Segment Start: EXERCISE MATERIALS

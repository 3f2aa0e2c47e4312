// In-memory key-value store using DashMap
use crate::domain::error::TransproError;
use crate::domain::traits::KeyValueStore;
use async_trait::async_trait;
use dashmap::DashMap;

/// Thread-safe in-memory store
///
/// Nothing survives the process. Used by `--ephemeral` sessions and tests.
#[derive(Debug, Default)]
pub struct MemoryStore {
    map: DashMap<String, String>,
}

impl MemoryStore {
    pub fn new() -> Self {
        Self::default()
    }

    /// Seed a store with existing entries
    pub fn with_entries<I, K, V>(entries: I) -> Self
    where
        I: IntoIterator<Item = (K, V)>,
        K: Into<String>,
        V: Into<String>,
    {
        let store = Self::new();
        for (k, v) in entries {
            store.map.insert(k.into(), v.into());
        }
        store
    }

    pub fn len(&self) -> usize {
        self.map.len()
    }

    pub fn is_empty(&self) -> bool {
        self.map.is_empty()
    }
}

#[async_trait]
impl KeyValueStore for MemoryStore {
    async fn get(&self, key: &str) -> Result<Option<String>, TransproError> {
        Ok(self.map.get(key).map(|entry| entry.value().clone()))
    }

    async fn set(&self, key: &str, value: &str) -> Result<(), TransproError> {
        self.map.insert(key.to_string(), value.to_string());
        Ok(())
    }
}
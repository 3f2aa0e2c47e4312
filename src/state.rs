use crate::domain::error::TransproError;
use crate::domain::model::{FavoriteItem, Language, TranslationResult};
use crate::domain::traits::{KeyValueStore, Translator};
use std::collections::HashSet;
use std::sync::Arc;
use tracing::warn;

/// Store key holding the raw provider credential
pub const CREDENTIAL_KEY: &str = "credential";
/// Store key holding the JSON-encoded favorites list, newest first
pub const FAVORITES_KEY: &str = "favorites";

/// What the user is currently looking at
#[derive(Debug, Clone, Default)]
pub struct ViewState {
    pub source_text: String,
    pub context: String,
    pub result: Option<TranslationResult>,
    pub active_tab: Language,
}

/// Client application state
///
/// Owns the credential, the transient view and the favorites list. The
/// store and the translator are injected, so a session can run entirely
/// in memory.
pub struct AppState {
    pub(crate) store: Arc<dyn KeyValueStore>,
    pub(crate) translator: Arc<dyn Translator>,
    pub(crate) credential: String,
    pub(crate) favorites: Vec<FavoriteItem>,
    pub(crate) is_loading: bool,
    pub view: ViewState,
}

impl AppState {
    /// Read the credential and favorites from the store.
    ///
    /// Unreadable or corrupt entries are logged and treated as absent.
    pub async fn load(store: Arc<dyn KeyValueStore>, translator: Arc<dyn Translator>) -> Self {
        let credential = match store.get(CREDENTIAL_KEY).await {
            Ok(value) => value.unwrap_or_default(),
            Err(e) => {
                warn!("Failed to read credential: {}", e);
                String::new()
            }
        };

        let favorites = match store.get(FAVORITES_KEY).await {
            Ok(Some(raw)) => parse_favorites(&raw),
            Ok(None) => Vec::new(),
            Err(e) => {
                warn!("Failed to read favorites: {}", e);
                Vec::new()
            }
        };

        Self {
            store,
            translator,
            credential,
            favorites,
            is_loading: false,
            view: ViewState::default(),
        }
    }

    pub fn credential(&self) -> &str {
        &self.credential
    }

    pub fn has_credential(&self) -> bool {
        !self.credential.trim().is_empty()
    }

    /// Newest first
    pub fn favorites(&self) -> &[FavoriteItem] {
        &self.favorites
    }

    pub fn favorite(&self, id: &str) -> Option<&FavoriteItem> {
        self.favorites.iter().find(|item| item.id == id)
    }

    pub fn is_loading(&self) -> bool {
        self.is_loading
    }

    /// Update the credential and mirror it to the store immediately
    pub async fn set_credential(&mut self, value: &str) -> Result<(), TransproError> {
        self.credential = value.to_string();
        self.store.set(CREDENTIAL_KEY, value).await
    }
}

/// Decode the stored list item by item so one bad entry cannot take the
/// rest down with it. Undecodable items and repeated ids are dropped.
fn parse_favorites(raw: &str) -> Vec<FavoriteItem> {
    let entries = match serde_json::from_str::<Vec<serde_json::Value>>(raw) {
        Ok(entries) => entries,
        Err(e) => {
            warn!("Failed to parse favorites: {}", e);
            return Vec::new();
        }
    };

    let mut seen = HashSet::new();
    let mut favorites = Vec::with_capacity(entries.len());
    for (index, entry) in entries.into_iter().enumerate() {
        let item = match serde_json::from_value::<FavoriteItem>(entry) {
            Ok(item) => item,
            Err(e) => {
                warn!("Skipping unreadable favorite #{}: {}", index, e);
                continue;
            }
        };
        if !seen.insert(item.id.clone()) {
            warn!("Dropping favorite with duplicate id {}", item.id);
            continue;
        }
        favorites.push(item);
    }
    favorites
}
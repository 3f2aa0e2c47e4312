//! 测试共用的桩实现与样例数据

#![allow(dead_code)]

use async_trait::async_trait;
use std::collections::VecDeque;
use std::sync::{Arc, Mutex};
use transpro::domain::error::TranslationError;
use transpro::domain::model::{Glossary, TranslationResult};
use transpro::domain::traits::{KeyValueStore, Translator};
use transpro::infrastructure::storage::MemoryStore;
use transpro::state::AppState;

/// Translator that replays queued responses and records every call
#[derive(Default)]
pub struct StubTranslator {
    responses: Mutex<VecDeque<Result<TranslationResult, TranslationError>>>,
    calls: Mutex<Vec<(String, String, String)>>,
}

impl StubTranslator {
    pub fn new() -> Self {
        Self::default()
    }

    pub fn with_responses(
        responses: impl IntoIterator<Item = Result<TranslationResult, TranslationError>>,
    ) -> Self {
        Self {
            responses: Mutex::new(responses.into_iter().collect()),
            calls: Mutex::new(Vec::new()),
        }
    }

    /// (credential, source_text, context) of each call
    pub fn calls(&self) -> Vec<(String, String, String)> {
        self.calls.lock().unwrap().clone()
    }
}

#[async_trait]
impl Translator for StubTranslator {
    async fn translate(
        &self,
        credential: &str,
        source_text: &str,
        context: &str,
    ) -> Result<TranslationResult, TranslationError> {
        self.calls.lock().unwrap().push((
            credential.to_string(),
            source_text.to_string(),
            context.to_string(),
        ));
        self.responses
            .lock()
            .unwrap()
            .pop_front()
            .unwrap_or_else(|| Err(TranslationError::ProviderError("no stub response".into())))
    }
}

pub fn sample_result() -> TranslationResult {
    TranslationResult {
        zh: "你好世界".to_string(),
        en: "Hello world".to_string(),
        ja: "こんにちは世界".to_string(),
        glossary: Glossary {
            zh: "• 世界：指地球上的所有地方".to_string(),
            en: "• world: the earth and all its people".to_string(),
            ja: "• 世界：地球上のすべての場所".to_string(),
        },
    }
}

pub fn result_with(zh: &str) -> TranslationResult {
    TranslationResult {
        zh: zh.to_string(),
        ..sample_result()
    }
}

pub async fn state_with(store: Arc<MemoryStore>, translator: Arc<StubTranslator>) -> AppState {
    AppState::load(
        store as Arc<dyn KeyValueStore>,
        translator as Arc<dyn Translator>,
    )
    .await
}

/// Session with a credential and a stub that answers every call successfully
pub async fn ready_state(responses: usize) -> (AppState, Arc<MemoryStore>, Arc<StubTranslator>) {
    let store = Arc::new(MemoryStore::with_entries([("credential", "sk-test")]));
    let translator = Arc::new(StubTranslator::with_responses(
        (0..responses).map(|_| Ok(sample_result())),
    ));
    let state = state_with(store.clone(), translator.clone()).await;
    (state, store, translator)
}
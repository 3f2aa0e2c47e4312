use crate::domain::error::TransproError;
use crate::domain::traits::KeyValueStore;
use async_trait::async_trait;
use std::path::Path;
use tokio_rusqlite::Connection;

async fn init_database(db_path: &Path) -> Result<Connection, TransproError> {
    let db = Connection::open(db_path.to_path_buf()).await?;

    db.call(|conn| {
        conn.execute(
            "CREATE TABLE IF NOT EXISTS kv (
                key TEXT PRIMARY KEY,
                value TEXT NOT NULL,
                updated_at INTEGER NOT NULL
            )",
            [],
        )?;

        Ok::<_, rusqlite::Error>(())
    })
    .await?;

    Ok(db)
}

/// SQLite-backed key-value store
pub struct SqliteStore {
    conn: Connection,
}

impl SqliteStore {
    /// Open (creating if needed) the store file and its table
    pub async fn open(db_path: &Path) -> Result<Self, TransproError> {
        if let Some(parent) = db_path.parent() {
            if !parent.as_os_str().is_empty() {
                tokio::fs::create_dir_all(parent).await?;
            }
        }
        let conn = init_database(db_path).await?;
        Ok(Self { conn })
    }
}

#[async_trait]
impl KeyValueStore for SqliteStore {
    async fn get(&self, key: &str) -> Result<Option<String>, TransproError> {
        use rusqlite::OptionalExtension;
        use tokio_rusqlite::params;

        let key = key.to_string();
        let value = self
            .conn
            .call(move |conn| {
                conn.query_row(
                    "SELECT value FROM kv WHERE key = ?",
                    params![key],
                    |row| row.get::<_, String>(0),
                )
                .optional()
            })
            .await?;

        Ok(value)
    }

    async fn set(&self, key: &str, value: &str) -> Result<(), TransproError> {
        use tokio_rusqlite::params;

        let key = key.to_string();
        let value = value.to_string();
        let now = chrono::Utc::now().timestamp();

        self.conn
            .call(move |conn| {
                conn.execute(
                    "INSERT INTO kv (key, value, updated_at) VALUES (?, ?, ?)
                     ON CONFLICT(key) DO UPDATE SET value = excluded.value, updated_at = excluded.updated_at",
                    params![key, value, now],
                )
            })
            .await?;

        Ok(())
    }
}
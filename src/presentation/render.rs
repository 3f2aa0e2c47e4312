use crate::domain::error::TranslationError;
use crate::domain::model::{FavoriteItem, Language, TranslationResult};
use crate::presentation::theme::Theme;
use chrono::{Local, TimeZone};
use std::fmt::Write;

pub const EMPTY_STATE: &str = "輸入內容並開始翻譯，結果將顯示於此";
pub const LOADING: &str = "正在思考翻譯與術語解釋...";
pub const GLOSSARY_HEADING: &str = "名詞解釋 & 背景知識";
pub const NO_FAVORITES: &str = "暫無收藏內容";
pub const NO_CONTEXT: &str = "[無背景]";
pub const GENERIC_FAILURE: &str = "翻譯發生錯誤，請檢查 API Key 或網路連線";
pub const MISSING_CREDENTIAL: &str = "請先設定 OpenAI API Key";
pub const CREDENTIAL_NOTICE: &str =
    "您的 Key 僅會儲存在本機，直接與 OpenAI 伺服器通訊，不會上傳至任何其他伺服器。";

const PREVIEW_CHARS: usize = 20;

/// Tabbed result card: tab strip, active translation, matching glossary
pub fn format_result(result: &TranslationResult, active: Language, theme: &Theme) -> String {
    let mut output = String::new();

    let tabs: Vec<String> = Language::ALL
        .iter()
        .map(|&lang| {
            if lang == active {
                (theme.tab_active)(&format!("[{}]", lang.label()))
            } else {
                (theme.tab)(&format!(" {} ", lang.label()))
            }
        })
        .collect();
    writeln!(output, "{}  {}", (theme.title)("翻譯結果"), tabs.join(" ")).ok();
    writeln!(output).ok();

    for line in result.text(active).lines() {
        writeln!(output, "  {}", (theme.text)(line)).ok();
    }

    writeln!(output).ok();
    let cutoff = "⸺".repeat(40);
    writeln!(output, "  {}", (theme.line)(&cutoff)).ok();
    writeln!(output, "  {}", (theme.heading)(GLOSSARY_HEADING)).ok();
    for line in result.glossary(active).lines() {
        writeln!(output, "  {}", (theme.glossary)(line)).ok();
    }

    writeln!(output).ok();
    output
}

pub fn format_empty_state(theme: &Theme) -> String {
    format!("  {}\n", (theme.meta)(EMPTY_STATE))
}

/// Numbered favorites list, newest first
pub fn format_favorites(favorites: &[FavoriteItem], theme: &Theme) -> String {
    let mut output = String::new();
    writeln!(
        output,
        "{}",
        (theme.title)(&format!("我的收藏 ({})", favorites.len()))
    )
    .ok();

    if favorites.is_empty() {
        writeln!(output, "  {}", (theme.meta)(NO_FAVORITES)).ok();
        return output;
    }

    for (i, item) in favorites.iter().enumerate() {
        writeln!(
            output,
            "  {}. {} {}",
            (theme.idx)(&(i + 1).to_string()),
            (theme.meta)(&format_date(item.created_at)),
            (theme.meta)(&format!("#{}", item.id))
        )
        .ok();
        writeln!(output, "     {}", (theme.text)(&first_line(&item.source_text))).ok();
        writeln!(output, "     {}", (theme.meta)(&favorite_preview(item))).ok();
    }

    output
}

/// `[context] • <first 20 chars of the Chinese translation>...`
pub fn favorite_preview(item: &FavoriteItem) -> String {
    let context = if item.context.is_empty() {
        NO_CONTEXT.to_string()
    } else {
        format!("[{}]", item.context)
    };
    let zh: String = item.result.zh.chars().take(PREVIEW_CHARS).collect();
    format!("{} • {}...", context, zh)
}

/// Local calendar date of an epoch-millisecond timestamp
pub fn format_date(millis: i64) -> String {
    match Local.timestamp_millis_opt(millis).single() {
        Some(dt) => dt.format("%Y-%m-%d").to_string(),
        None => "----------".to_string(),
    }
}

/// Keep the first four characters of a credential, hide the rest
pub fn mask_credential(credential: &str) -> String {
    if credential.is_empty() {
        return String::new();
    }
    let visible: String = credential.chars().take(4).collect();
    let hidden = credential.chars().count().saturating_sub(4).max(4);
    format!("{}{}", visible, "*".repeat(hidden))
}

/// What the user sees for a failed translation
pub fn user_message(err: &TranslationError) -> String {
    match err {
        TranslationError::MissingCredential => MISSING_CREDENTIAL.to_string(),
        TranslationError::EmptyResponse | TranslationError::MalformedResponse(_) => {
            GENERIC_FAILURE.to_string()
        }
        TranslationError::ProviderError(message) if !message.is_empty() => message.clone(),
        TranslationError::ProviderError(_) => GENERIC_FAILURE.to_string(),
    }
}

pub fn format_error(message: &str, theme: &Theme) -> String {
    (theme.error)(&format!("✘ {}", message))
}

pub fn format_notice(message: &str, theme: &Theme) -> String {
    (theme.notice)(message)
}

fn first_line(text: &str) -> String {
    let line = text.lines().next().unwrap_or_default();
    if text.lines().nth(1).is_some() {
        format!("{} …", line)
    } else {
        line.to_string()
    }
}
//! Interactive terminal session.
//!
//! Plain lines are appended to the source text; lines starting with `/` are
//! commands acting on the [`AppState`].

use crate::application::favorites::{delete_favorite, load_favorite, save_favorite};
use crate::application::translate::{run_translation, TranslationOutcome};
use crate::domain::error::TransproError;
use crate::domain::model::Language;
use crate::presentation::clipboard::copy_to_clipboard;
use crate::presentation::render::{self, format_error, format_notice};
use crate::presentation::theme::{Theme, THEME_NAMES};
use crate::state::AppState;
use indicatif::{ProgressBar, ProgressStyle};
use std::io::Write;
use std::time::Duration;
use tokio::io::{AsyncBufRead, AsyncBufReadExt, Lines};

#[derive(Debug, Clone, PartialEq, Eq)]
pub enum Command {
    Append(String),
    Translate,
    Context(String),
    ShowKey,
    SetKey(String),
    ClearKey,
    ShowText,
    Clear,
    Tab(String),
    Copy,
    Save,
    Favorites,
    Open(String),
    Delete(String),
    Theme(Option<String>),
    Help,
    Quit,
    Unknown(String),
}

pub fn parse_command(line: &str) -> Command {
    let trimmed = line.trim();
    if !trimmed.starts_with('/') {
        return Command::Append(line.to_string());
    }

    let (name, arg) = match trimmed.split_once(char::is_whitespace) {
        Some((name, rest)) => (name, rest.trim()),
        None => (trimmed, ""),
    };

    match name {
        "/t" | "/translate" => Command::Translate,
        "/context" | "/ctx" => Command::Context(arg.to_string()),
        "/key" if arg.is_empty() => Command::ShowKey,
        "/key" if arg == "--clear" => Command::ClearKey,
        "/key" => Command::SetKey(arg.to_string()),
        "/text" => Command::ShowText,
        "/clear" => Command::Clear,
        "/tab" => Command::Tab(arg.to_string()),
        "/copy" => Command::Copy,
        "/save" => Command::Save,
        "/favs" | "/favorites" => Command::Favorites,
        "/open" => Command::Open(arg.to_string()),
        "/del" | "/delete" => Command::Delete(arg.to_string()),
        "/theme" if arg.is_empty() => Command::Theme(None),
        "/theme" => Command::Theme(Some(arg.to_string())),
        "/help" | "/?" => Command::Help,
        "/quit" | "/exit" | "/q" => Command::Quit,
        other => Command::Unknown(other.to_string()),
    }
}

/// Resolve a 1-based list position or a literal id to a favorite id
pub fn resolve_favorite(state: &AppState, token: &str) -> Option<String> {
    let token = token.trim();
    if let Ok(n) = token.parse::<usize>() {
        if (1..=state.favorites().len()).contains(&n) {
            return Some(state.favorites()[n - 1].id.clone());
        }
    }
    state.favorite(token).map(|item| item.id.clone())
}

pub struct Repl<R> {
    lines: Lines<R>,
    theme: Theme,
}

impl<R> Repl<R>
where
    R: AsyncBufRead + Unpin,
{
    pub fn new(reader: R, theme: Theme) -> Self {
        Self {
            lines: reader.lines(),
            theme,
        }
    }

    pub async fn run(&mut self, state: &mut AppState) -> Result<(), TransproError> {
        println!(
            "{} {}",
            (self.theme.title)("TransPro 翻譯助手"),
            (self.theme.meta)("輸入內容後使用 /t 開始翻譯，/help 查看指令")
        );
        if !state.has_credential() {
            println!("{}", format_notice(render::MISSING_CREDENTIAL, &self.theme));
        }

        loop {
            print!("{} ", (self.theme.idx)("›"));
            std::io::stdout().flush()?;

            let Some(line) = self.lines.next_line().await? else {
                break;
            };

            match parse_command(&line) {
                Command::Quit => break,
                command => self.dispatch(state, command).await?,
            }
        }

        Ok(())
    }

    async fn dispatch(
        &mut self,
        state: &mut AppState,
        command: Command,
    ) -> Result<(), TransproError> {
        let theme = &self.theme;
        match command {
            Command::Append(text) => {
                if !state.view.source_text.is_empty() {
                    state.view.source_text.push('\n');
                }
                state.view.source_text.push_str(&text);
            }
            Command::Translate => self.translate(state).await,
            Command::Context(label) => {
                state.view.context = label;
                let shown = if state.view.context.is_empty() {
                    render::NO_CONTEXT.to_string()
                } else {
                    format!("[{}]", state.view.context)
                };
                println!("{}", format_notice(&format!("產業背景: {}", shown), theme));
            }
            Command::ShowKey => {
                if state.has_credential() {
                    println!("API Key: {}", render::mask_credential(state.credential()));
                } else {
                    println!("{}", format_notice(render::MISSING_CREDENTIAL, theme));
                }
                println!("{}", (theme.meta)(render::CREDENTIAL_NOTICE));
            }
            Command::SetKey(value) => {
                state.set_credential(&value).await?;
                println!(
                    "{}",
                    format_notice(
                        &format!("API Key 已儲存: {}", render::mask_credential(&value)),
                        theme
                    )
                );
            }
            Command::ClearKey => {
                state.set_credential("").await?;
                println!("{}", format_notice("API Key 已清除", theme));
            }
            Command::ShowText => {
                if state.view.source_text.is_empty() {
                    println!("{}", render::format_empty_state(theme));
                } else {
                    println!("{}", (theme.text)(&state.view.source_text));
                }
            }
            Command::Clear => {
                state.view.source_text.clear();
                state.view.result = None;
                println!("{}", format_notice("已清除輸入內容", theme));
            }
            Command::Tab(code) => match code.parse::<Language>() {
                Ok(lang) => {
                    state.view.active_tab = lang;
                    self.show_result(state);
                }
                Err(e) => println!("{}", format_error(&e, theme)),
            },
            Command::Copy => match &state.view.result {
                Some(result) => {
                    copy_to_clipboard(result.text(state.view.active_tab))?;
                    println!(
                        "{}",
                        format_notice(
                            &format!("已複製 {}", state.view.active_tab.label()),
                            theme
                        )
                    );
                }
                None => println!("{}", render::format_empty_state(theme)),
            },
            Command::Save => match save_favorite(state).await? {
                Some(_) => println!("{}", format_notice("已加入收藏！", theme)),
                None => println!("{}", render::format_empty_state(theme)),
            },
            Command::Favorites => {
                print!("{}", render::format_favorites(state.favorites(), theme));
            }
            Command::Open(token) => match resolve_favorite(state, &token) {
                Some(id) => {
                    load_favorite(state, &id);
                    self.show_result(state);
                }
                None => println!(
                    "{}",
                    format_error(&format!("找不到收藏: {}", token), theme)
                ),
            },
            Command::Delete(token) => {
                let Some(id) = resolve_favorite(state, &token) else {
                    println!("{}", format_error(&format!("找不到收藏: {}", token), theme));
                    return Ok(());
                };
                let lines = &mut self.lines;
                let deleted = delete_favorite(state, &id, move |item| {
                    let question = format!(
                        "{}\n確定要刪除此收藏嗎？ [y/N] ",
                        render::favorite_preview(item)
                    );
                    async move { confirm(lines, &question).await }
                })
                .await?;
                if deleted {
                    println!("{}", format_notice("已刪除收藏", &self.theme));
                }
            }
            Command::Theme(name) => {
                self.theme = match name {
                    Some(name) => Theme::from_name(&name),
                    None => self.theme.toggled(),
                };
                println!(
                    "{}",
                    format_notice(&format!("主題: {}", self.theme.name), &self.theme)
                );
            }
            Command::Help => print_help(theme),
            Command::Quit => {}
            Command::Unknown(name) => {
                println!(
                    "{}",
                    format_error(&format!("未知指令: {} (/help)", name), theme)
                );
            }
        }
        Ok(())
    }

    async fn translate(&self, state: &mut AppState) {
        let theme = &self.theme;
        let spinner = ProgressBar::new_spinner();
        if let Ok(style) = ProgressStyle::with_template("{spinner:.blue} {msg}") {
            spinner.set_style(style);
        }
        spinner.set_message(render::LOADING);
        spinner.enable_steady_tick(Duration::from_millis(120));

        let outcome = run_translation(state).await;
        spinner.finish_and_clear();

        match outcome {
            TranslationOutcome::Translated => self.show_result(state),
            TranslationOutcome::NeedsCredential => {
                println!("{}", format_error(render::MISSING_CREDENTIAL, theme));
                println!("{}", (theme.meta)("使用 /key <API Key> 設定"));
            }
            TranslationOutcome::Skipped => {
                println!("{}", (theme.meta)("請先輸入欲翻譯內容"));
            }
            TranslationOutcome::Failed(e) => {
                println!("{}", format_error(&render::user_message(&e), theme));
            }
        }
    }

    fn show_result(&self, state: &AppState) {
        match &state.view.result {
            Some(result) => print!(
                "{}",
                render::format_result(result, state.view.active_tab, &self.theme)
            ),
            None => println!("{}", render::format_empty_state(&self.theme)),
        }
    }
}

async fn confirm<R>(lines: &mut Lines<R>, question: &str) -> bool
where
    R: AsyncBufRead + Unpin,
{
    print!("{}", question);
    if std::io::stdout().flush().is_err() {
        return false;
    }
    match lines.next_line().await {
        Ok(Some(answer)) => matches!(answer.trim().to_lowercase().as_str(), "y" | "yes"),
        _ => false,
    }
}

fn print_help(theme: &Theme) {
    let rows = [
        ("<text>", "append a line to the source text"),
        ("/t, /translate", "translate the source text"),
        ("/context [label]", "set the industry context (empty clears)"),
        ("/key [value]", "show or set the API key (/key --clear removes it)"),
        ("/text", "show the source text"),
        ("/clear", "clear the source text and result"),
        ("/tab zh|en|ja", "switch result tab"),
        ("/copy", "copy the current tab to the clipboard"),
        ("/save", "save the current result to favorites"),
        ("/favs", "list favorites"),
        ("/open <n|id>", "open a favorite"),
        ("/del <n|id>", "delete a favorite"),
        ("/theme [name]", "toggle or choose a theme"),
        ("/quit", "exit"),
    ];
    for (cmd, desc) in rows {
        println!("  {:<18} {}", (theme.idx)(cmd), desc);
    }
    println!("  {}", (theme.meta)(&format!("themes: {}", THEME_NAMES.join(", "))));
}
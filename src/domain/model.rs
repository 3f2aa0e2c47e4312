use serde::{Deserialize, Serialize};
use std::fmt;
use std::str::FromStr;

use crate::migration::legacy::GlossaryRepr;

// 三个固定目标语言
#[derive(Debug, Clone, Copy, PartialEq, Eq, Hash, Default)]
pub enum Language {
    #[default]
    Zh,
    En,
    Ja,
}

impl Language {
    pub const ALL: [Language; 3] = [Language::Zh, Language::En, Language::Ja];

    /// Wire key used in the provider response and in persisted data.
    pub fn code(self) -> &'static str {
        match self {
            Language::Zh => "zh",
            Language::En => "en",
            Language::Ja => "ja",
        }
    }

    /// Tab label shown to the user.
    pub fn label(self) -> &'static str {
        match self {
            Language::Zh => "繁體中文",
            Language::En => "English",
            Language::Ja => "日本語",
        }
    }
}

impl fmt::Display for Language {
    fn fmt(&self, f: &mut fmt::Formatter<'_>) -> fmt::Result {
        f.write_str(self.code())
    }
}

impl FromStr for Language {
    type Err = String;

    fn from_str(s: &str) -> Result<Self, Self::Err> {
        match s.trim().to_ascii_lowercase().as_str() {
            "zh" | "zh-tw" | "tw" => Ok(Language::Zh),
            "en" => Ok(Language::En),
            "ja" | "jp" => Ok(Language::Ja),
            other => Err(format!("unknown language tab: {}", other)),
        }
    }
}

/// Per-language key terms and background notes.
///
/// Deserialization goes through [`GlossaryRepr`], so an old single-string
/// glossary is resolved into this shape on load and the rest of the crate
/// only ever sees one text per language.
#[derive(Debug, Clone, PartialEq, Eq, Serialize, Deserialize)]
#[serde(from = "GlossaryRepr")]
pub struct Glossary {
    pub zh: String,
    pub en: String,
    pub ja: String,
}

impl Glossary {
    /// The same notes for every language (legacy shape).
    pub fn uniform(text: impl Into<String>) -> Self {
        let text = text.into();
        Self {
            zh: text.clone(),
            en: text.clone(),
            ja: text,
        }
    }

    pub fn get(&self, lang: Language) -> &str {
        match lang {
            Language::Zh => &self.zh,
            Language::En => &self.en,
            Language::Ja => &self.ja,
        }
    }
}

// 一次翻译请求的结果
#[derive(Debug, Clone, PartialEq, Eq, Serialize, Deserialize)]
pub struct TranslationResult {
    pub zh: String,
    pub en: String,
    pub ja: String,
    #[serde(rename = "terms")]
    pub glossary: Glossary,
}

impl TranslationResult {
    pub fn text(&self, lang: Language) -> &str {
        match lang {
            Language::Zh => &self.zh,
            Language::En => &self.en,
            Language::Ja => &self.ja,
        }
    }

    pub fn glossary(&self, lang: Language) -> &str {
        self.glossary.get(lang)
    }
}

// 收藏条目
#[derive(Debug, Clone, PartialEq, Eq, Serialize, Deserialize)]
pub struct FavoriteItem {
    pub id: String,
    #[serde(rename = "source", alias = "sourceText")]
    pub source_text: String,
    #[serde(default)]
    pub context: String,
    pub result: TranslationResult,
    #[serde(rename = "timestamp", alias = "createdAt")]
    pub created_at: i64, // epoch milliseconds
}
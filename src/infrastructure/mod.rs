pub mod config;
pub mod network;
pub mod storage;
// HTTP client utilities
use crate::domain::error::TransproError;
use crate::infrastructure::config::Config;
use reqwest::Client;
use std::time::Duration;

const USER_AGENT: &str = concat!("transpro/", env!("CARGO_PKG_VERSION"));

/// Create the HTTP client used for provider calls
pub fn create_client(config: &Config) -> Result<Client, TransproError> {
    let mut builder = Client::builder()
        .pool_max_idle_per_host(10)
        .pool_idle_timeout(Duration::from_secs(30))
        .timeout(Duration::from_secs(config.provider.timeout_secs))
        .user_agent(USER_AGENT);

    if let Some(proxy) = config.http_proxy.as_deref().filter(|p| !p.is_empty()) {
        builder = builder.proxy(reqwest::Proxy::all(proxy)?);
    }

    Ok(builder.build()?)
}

Segment End: EXERCISE MATERIALS

■ WHAT IS EXPECTED: The first line of the records and every line down to the line with "with existing entries" must be quoted exactly; leave out all else.

■ EXERCISE SOLUTION:
repository 3f2aa0e2c47e4312
// In-memory key-value store using DashMap
use crate::domain::error::TransproError;
use crate::domain::traits::KeyValueStore;
use async_trait::async_trait;
use dashmap::DashMap;

/// Thread-safe in-memory store
///
/// Nothing survives the process. Used by `--ephemeral` sessions and tests.
#[derive(Debug, Default)]
pub struct MemoryStore {
    map: DashMap<String, String>,
}

impl MemoryStore {
    pub fn new() -> Self {
        Self::default()
    }

    /// Seed a store with existing entries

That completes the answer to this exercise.